American lawyer (1863–1895)

Almeda Eliza Hitchcock Moore (December 5, 1863 – May 9, 1895) was the first female lawyer and notary public in the Hawaiian Kingdom in 1888.

== Life and career ==
Almeda Eliza Hitchcock was born on December 5, 1863, in Hilo, on the island of Hawaii, into a missionary family. Her paternal grandparents Harvey Rexford Hitchcock (1800–1855) and Rebecca Howard (1808–1890) were American Protestant missionaries who settled in the Hawaiian Kingdom in 1832. Her parents were David Howard Hitchcock (1831–1899), a lawyer and legislator in the legislature of the Hawaiian Kingdom, and Almeda Eliza Widger (1828–1895). Her older brother was Volcano School painter D. Howard Hitchcock. To family and friends, she was known as Alme.

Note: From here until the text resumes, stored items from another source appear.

// ==============================================================================
// drift.rs — DRIFT STATE MACHINE (MODE, CHARGE, HOP)
// ==============================================================================
// Evaluated once per tick, in order:
//   Idle     -> Drifting : grounded, allowed, held, |steer| > min, speed > min,
//                          throttle > 0. Direction latched from the steer sign.
//   Drifting -> Idle     : released, airborne or throttle <= 0. A full charge
//                          requests a boost; charge resets to 0 either way.
//   Drifting (staying)   : elapsed += dt, clamped to the required duration.
//
// The entry tick does not accumulate. Boosting is not a mode here: the machine
// only asks for a boost and the controller owns the impulse.
// ==============================================================================

use serde::{Deserialize, Serialize};

use super::boost::HopImpulse;
use super::tuning::KartTuning;
use super::types::{DriftDirection, DriftMode};

/// Elapsed time this close to the required duration counts as full.
/// Summing many small f32 ticks never lands exactly on the threshold.
const CHARGE_EPSILON: f32 = 1e-4;

/// Everything the machine reads on one tick.
#[derive(Debug, Clone, Copy, PartialEq)]
pub struct DriftInputs {
    pub grounded: bool,
    pub drift_held: bool,
    pub steer: f32,
    pub throttle: f32,
    pub forward_speed: f32,
}

#[derive(Debug, Clone, Copy, PartialEq)]
pub enum DriftTransition {
    None,
    Entered(DriftDirection),
    Exited { charge: f32, boost: bool },
}

#[derive(Debug, Clone, Default, PartialEq, Serialize, Deserialize)]
pub struct DriftStateMachine {
    mode: DriftMode,
    direction: Option<DriftDirection>,
    elapsed: f32, // s, in [0, required]
    hop: Option<HopImpulse>,
}

impl DriftStateMachine {
    pub fn new() -> Self {
        Self::default()
    }

    pub fn can_enter(tuning: &KartTuning, inputs: &DriftInputs) -> bool {
        inputs.grounded
            && tuning.drift_allowed
            && inputs.drift_held
            && inputs.steer.abs() > tuning.drift_min_steer
            && inputs.forward_speed > tuning.drift_min_speed
            && inputs.throttle > 0.0
    }

    pub fn must_exit(inputs: &DriftInputs) -> bool {
        !inputs.drift_held || !inputs.grounded || inputs.throttle <= 0.0
    }

    pub fn update(&mut self, tuning: &KartTuning, inputs: &DriftInputs, dt: f32) -> DriftTransition {
        match self.mode {
            DriftMode::Idle => {
                if !Self::can_enter(tuning, inputs) {
                    return DriftTransition::None;
                }
                let direction = DriftDirection::from_steer(inputs.steer);
                self.mode = DriftMode::Drifting;
                self.direction = Some(direction);
                self.elapsed = 0.0;
                if tuning.hop_enabled() {
                    self.hop = Some(HopImpulse::new(tuning.drift_hop_duration, tuning.drift_hop_force));
                }
                DriftTransition::Entered(direction)
            }
            DriftMode::Drifting => {
                if Self::must_exit(inputs) {
                    let charge = self.charge(tuning);
                    let boost = self.is_charged(tuning);
                    self.end();
                    return DriftTransition::Exited { charge, boost };
                }
                let required = tuning.drift_required_duration;
                self.elapsed = (self.elapsed + dt).min(required);
                if required - self.elapsed <= CHARGE_EPSILON {
                    self.elapsed = required;
                }
                DriftTransition::None
            }
        }
    }

    /// Ends a drift without a boost. Returns the discarded charge if one was running.
    pub fn cancel(&mut self, tuning: &KartTuning) -> Option<f32> {
        if self.mode != DriftMode::Drifting {
            return None;
        }
        let charge = self.charge(tuning);
        self.end();
        self.hop = None;
        Some(charge)
    }

    fn end(&mut self) {
        self.mode = DriftMode::Idle;
        self.direction = None;
        self.elapsed = 0.0;
    }

    /// Upward acceleration for this tick (0 once the hop has run out).
    pub fn tick_hop(&mut self, dt: f32) -> f32 {
        let Some(hop) = self.hop.as_mut() else { return 0.0 };
        let accel = hop.tick(dt);
        if hop.is_expired() {
            self.hop = None;
        }
        accel
    }

    pub fn mode(&self) -> DriftMode {
        self.mode
    }

    pub fn is_drifting(&self) -> bool {
        self.mode == DriftMode::Drifting
    }

    pub fn direction(&self) -> Option<DriftDirection> {
        self.direction
    }

    pub fn elapsed(&self) -> f32 {
        self.elapsed
    }

    /// Normalised charge in [0, 1].
    pub fn charge(&self, tuning: &KartTuning) -> f32 {
        (self.elapsed / tuning.drift_required_duration).clamp(0.0, 1.0)
    }

    pub fn is_charged(&self, tuning: &KartTuning) -> bool {
        self.elapsed >= tuning.drift_required_duration
    }

    pub fn hop_active(&self) -> bool {
        self.hop.is_some()
    }
}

She was educated at home and possibly the local private schools for children of foreign descent until the age of fifteen and attended the Oahu College (present day Punahou School) from 1879 to 1881 with her sister Cora Etta. She began studying law under her father in 1884 and decided to attend law school after meeting American lawyer Cora Agnes Benneson. From 1886 to 1888, Hitchcock studied law at the University of Michigan Law School in Ann Arbor and graduated with honor as class prophet. She was admitted to the Michigan bar on December 27, 1887, before her graduation. She was the only woman in the 143 graduates of her law class. After her graduation, she and her mother traveled to the Eastern United States to visit family before returning to Hawaii via San Francisco.

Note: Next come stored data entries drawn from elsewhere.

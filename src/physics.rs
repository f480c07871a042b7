// ==============================================================================
// physics.rs — RAPIER WORLD HOSTING THE KARTS
// ==============================================================================
// Per step:
//   1) item boxes cool down
//   2) per kart: finite check -> ground ray -> item use -> controller.step -> apply
//   3) faulted karts respawn before integration
//   4) rapier pipeline step
//   5) dropped hazards appear; kill plane, hazard overlaps, item pickups
//
// Kart colliders have zero friction (Min combine) so the controller alone
// decides grip. X/Z rotations are locked; yaw comes from pose corrections.
// ==============================================================================

use rand::rngs::StdRng;
use rand::SeedableRng;
use rapier3d::prelude::*;
use std::collections::HashMap;
use tracing::{debug, info, warn};

use crate::error::KartError;
use crate::input::RawInput;
use crate::kart::{
    ActivationOutcome, GroundQuery, HazardSpawner, ItemGiver, ItemPool, KartController, KartEvent, KartTuning,
    PowerupBridge, Rot, Vec3,
};
use crate::settings::ServerSettings;
use crate::spawn::{SpawnGrid, SpawnPose};
use crate::vehicle::{apply_output, place_at, read_body, Kart, KART_HALF_EXTENTS, KART_MASS};

const GROUP_GROUND: Group = Group::GROUP_1;
const GROUP_KART: Group = Group::GROUP_2;
const GROUP_HAZARD: Group = Group::GROUP_3;

pub const HAZARD_RADIUS: f32 = 0.5;

// --------------------------------------------------
// ground raycast through the query pipeline
// --------------------------------------------------
struct RapierGround<'a> {
    bodies: &'a RigidBodySet,
    colliders: &'a ColliderSet,
    query: &'a QueryPipeline,
    filter: QueryFilter<'a>,
}

impl GroundQuery for RapierGround<'_> {
    fn cast_down(&self, origin: Vec3, max_distance: f32) -> Option<f32> {
        let ray = Ray::new(point![origin.x, origin.y, origin.z], vector![0.0, -1.0, 0.0]);
        self.query
            .cast_ray(self.bodies, self.colliders, &ray, max_distance, true, self.filter)
            .map(|(_, toi)| toi)
    }
}

/// Drops requested while karts are borrowed; inserted after the loop.
#[derive(Default)]
struct HazardQueue(Vec<(String, Vec3, Rot)>);

impl HazardSpawner for HazardQueue {
    fn spawn_hazard(&mut self, hazard: &str, position: Vec3, rotation: Rot) {
        self.0.push((hazard.to_string(), position, rotation));
    }
}

#[derive(Debug, Clone)]
pub struct Hazard {
    pub kind: String,
    pub body: RigidBodyHandle,
}

#[derive(Debug, Default)]
pub struct StepReport {
    pub faults: Vec<(String, KartError)>, // kart id -> rejected state
    pub respawned: Vec<String>,
}

pub struct PhysicsWorld {
    pub gravity: Vector<Real>,
    pub pipeline: PhysicsPipeline,
    pub island_manager: IslandManager,
    pub broad_phase: DefaultBroadPhase,
    pub narrow_phase: NarrowPhase,
    pub bodies: RigidBodySet,
    pub colliders: ColliderSet,
    pub joints: ImpulseJointSet,
    pub multibody_joints: MultibodyJointSet,
    pub ccd: CCDSolver,
    pub query_pipeline: QueryPipeline,
    pub karts: HashMap<String, Kart>,                  // kart id -> kart
    pub hazards: HashMap<ColliderHandle, Hazard>,      // sensor -> hazard
    pub item_boxes: Vec<ItemGiver>,
    pub item_pool: ItemPool,
    pub bridge: PowerupBridge,
    pub grid: SpawnGrid,
    pub tuning: KartTuning,
    pub kill_plane: f32,
    rng: StdRng,
}

impl PhysicsWorld {
    pub fn new(tuning: KartTuning, settings: &ServerSettings) -> Result<Self, KartError> {
        tuning.validate()?;

        let gravity = vector![0.0, -9.81, 0.0];
        let mut bodies = RigidBodySet::new();
        let mut colliders = ColliderSet::new();

        // === Big static ground box, top surface at y = 0 ===
        let ground_rb = RigidBodyBuilder::fixed()
            .translation(vector![0.0, -0.5, 0.0])
            .build();
        let ground_handle = bodies.insert(ground_rb);
        let ground_collider = ColliderBuilder::cuboid(500.0, 0.5, 500.0)
            .collision_groups(InteractionGroups::new(GROUP_GROUND, GROUP_KART))
            .friction(1.0)
            .restitution(0.0)
            .build();
        colliders.insert_with_parent(ground_collider, ground_handle, &mut bodies);

        let item_boxes = settings
            .item_boxes
            .iter()
            .map(|&[x, y, z]| ItemGiver::new(Vec3::new(x, y, z), settings.item_box_radius, settings.item_cooldown))
            .collect::<Vec<_>>();

        debug!(
            bodies = bodies.len(),
            colliders = colliders.len(),
            item_boxes = item_boxes.len(),
            "world created"
        );

        Ok(Self {
            gravity,
            pipeline: PhysicsPipeline::new(),
            island_manager: IslandManager::new(),
            broad_phase: DefaultBroadPhase::new(),
            narrow_phase: NarrowPhase::new(),
            bodies,
            colliders,
            joints: ImpulseJointSet::new(),
            multibody_joints: MultibodyJointSet::new(),
            ccd: CCDSolver::new(),
            query_pipeline: QueryPipeline::new(),
            karts: HashMap::new(),
            hazards: HashMap::new(),
            item_boxes,
            item_pool: ItemPool::default(),
            bridge: PowerupBridge::default(),
            grid: SpawnGrid::default(),
            tuning,
            kill_plane: settings.kill_plane,
            rng: StdRng::from_entropy(),
        })
    }

    /// Puts a kart on the next free grid slot. Re-spawning a known id keeps it.
    pub fn spawn_kart(&mut self, id: &str) -> Result<SpawnPose, KartError> {
        if let Some(kart) = self.karts.get(id) {
            return Ok(kart.spawn);
        }
        let controller = KartController::new(self.tuning)?;
        let (slot, pose) = self.grid.allocate(id);

        let rb = RigidBodyBuilder::dynamic()
            .translation(pose.position)
            .rotation(Vec3::y() * pose.yaw)
            .enabled_rotations(false, true, false)
            .ccd_enabled(true)
            .build();

        let [hx, hy, hz] = KART_HALF_EXTENTS;
        let collider = ColliderBuilder::cuboid(hx, hy, hz)
            .translation(vector![0.0, hy, 0.0]) // reference point at the bottom face
            .collision_groups(InteractionGroups::new(
                GROUP_KART,
                GROUP_GROUND | GROUP_KART | GROUP_HAZARD,
            ))
            .mass(KART_MASS)
            .friction(0.0)
            .friction_combine_rule(CoefficientCombineRule::Min)
            .restitution(0.0)
            .build();

        let body = self.bodies.insert(rb);
        let collider = self.colliders.insert_with_parent(collider, body, &mut self.bodies);
        self.karts
            .insert(id.to_string(), Kart::new(id.to_string(), body, collider, controller, pose));

        info!(kart = %id, slot, x = pose.position.x, z = pose.position.z, "kart spawned");
        Ok(pose)
    }

    pub fn remove_kart(&mut self, id: &str) -> Result<(), KartError> {
        let kart = self
            .karts
            .remove(id)
            .ok_or_else(|| KartError::UnknownKart(id.to_string()))?;
        self.bodies.remove(
            kart.body,
            &mut self.island_manager,
            &mut self.colliders,
            &mut self.joints,
            &mut self.multibody_joints,
            true,
        );
        self.grid.release(id);
        info!(kart = %id, "kart removed");
        Ok(())
    }

    /// Stores input; it is read once per step.
    pub fn apply_input(&mut self, id: &str, raw: RawInput) -> Result<(), KartError> {
        let kart = self
            .karts
            .get_mut(id)
            .ok_or_else(|| KartError::UnknownKart(id.to_string()))?;
        kart.input.set(raw);
        Ok(())
    }

    /// Back to the spawn pose at rest, controller state cleared.
    pub fn respawn(&mut self, id: &str) -> Result<(), KartError> {
        let kart = self
            .karts
            .get_mut(id)
            .ok_or_else(|| KartError::UnknownKart(id.to_string()))?;
        if let Some(rb) = self.bodies.get_mut(kart.body) {
            place_at(rb, &kart.spawn);
        }
        kart.controller.reset();
        kart.events.push(KartEvent::Respawned);
        info!(kart = %id, "kart respawned");
        Ok(())
    }

    pub fn step(&mut self, dt: Real) -> Result<StepReport, KartError> {
        if !(dt.is_finite() && dt > 0.0) {
            return Err(KartError::InvalidTimestep(dt));
        }

        let mut report = StepReport::default();
        let mut drops = HazardQueue::default();

        self.query_pipeline.update(&self.colliders);
        for giver in &mut self.item_boxes {
            giver.tick(dt);
        }

        // ------------------------------------------------------------
        // 1) Controllers
        // ------------------------------------------------------------
        for kart in self.karts.values_mut() {
            kart.events.clear();
            let Some(rb) = self.bodies.get(kart.body) else { continue };
            let body = read_body(rb);
            let control = kart.input.take_signal();

            // a broken body keeps its item; it is respawned below
            if let Err(err) = body.check_finite() {
                warn!(kart = %kart.id, error = %err, "kart state rejected");
                report.faults.push((kart.id.clone(), err));
                continue;
            }

            let filter = QueryFilter::default()
                .exclude_rigid_body(kart.body)
                .exclude_sensors()
                .groups(InteractionGroups::new(GROUP_KART, GROUP_GROUND));
            let ground = RapierGround {
                bodies: &self.bodies,
                colliders: &self.colliders,
                query: &self.query_pipeline,
                filter,
            };
            kart.contact = kart.probe.probe(&ground, body.position);

            if control.use_item && !kart.controller.is_spinning_out() {
                match self.bridge.activate(&mut kart.items, &mut kart.controller, &mut drops, &body) {
                    ActivationOutcome::Ignored => {}
                    ActivationOutcome::Boosted { item } | ActivationOutcome::Dropped { item, .. } => {
                        info!(kart = %kart.id, item = %item, "item used");
                        kart.controller.notify(KartEvent::ItemUsed { item });
                    }
                }
            }

            let out = match kart.controller.step(&body, &control, &kart.contact, dt) {
                Ok(out) => out,
                Err(err) => {
                    warn!(kart = %kart.id, error = %err, "kart state rejected");
                    report.faults.push((kart.id.clone(), err));
                    continue;
                }
            };

            for event in out.events.iter().filter(|e| !e.is_noisy()) {
                debug!(kart = %kart.id, event = event.label(), "kart event");
            }
            if let Some(rb) = self.bodies.get_mut(kart.body) {
                apply_output(rb, &out);
            }
            kart.events.extend(out.events);
        }

        // never integrate a body the controller refused
        let faulted: Vec<String> = report.faults.iter().map(|(id, _)| id.clone()).collect();
        for id in faulted {
            self.respawn(&id)?;
            report.respawned.push(id);
        }

        // ------------------------------------------------------------
        // 2) Integrate
        // ------------------------------------------------------------
        let hooks = ();
        let events = ();
        self.pipeline.step(
            &self.gravity,
            &IntegrationParameters {
                dt,
                ..IntegrationParameters::default()
            },
            &mut self.island_manager,
            &mut self.broad_phase,
            &mut self.narrow_phase,
            &mut self.bodies,
            &mut self.colliders,
            &mut self.joints,
            &mut self.multibody_joints,
            &mut self.ccd,
            Some(&mut self.query_pipeline),
            &hooks,
            &events,
        );

        for (kind, position, rotation) in drops.0 {
            self.spawn_hazard(&kind, position, rotation);
        }

        // ------------------------------------------------------------
        // 3) Kill plane, hazards, item boxes
        // ------------------------------------------------------------
        let mut fallen = Vec::new();
        let mut consumed = Vec::new();
        for kart in self.karts.values_mut() {
            let Some(rb) = self.bodies.get(kart.body) else { continue };
            let position = *rb.translation();

            if !position.iter().all(|c| c.is_finite()) || position.y < self.kill_plane {
                fallen.push(kart.id.clone());
                continue;
            }

            for (c1, c2, intersecting) in self.narrow_phase.intersection_pairs_with(kart.collider) {
                let other = if c1 == kart.collider { c2 } else { c1 };
                if !intersecting || consumed.contains(&other) {
                    continue;
                }
                let Some(hazard) = self.hazards.get(&other) else { continue };
                consumed.push(other);
                if kart.controller.trigger_spinout() {
                    info!(kart = %kart.id, hazard = %hazard.kind, "kart spun out");
                }
            }

            for giver in &mut self.item_boxes {
                if !giver.contains(position) {
                    continue;
                }
                if let Some(item) = giver.try_give(&mut kart.items, &self.item_pool, &mut self.rng) {
                    info!(kart = %kart.id, item = %item.name, "item acquired");
                    kart.events.push(KartEvent::ItemAcquired { item: item.name });
                }
            }
        }

        for handle in consumed {
            if let Some(hazard) = self.hazards.remove(&handle) {
                self.bodies.remove(
                    hazard.body,
                    &mut self.island_manager,
                    &mut self.colliders,
                    &mut self.joints,
                    &mut self.multibody_joints,
                    true,
                );
            }
        }
        for id in fallen {
            self.respawn(&id)?;
            report.respawned.push(id);
        }

        Ok(report)
    }

    pub fn kart(&self, id: &str) -> Option<&Kart> {
        self.karts.get(id)
    }

    pub fn body_of(&self, id: &str) -> Option<&RigidBody> {
        self.karts.get(id).and_then(|k| self.bodies.get(k.body))
    }
}

impl HazardSpawner for PhysicsWorld {
    /// Fixed sensor ball; a kart touching it spins out and the hazard is consumed.
    fn spawn_hazard(&mut self, hazard: &str, position: Vec3, rotation: Rot) {
        let rb = RigidBodyBuilder::fixed()
            .translation(position)
            .rotation(rotation.scaled_axis())
            .build();
        let collider = ColliderBuilder::ball(HAZARD_RADIUS)
            .sensor(true)
            .collision_groups(InteractionGroups::new(GROUP_HAZARD, GROUP_KART))
            .build();
        let body = self.bodies.insert(rb);
        let handle = self.colliders.insert_with_parent(collider, body, &mut self.bodies);
        self.hazards.insert(handle, Hazard { kind: hazard.to_string(), body });
        debug!(hazard = %hazard, x = position.x, z = position.z, "hazard dropped");
    }
}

On her return home while waiting in Honolulu for an interisland steamer to take her to Hilo, she applied to the Hawaiian bar on October 29, 1888. The decision was controversial since no women had been admitted to the bar before in the Kingdom but her father and King Kalākaua‘s Minister of Foreign Affairs Jonathan Austin recommended her. She was admitted by the Hawaii Supreme Court after she presented her Michigan license to Chief Justice Albert Francis Judd. Around the same time, she also applied to be a notary public which was approved by Minister of the Interior Lorrin A. Thurston. She became the first female lawyer and notary public in Hawaii. She joined as a partner in her father’s law firm in Hilo and continued her law practice. She assisted with office work and represented clients in local cases in Hilo while her father was off conducting his circuit in other parts of the island. The cases the firm was involved with included burglary, divorce, desertion, bankruptcy, and other areas of law.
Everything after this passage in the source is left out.